> THE TASK
Nothing but an exact copy of the data should be given.

> DATASET RECORDS
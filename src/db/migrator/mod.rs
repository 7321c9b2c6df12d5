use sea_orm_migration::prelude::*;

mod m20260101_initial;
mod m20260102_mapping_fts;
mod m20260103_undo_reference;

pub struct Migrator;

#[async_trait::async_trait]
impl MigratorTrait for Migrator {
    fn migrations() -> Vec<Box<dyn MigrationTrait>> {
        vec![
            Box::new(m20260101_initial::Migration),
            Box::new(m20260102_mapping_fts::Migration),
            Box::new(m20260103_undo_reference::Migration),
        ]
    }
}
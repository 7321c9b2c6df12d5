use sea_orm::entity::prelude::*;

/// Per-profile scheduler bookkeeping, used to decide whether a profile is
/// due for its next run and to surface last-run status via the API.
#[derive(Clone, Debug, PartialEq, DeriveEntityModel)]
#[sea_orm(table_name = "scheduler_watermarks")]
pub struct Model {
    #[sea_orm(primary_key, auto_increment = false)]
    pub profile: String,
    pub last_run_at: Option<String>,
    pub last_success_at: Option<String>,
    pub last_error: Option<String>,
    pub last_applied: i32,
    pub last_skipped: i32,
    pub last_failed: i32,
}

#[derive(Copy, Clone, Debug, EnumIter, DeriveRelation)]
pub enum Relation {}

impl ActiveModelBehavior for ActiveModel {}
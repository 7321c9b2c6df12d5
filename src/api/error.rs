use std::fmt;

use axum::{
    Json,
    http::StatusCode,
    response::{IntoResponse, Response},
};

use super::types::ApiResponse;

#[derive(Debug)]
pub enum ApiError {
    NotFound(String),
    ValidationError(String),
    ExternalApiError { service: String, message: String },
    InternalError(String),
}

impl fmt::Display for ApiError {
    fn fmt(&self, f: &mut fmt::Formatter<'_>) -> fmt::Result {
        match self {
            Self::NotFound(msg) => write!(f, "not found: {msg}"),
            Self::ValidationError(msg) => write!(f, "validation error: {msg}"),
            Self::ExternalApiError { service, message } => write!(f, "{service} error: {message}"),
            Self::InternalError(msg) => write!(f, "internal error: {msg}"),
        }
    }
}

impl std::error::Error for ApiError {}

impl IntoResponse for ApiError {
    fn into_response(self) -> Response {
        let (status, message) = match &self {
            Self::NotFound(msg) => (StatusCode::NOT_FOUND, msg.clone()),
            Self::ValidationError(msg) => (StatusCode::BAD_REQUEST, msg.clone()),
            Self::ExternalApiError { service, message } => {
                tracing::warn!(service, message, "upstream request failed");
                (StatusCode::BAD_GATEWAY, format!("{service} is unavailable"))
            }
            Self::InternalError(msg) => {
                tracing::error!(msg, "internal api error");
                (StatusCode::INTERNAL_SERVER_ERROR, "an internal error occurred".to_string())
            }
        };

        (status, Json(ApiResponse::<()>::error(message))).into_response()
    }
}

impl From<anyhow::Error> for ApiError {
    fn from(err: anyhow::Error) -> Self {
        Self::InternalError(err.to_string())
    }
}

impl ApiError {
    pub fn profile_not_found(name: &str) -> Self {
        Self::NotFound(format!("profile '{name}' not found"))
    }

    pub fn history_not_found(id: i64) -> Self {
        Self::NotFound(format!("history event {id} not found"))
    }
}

> SOLUTION TO THE EXERCISE
filename src/db/migrator/mod.rs
repository 7321c9b2c6df12d5
use sea_orm_migration::prelude::*;

mod m20260101_initial;
mod m20260102_mapping_fts;
mod m20260103_undo_reference;

pub struct Migrator;

#[async_trait::async_trait]
impl MigratorTrait for Migrator {
    fn migrations() -> Vec<Box<dyn MigrationTrait>> {
        vec![
            Box::new(m20260101_initial::Migration),
            Box::new(m20260102_mapping_fts::Migration),
            Box::new(m20260103_undo_reference::Migration),
        ]
    }
}
repository 7321c9b2c6df12d5
use sea_orm::entity::prelude::*;

/// Per-profile scheduler bookkeeping, used to decide whether a profile is
/// due for its next run and to surface last-run status via the API.
#[derive(Clone, Debug, PartialEq, DeriveEntityModel)]
#[sea_orm(table_name = "scheduler_watermarks")]
pub struct Model {
    #[sea_orm(primary_key, auto_increment = false)]
    pub profile: String,
    pub last_run_at: Option<String>,
    pub last_success_at: Option<String>,
    pub last_error: Option<String>,
    pub last_applied: i32,
    pub last_skipped: i32,
    pub last_failed: i32,
}

#[derive(Copy, Clone, Debug, EnumIter, DeriveRelation)]
pub enum Relation {}

impl ActiveModelBehavior for ActiveModel {}
repository 7321c9b2c6df12d5
filename src/api/error.rs
use std::fmt;

use axum::{
    Json,
    http::StatusCode,
    response::{IntoResponse, Response},
};

use super::types::ApiResponse;

#[derive(Debug)]
pub enum ApiError {
    NotFound(String),
    ValidationError(String),
    ExternalApiError { service: String, message: String },
    InternalError(String),
}

impl fmt::Display for ApiError {
    fn fmt(&self, f: &mut fmt::Formatter<'_>) -> fmt::Result {
        match self {
            Self::NotFound(msg) => write!(f, "not found: {msg}"),
            Self::ValidationError(msg) => write!(f, "validation error: {msg}"),
            Self::ExternalApiError { service, message } => write!(f, "{service} error: {message}"),
            Self::InternalError(msg) => write!(f, "internal error: {msg}"),
        }
    }
}

impl std::error::Error for ApiError {}

impl IntoResponse for ApiError {
    fn into_response(self) -> Response {
        let (status, message) = match &self {
            Self::NotFound(msg) => (StatusCode::NOT_FOUND, msg.clone()),
            Self::ValidationError(msg) => (StatusCode::BAD_REQUEST, msg.clone()),
            Self::ExternalApiError { service, message } => {
                tracing::warn!(service, message, "upstream request failed");
                (StatusCode::BAD_GATEWAY, format!("{service} is unavailable"))
            }
            Self::InternalError(msg) => {
                tracing::error!(msg, "internal api error");
                (StatusCode::INTERNAL_SERVER_ERROR, "an internal error occurred".to_string())
            }
        };

        (status, Json(ApiResponse::<()>::error(message))).into_response()
    }
}

impl From<anyhow::Error> for ApiError {
    fn from(err: anyhow::Error) -> Self {
        Self::InternalError(err.to_string())
    }
}

impl ApiError {
    pub fn profile_not_found(name: &str) -> Self {
        Self::NotFound(format!("profile '{name}' not found"))
    }

    pub fn history_not_found(id: i64) -> Self {
        Self::NotFound(format!("history event {id} not found"))
    }
}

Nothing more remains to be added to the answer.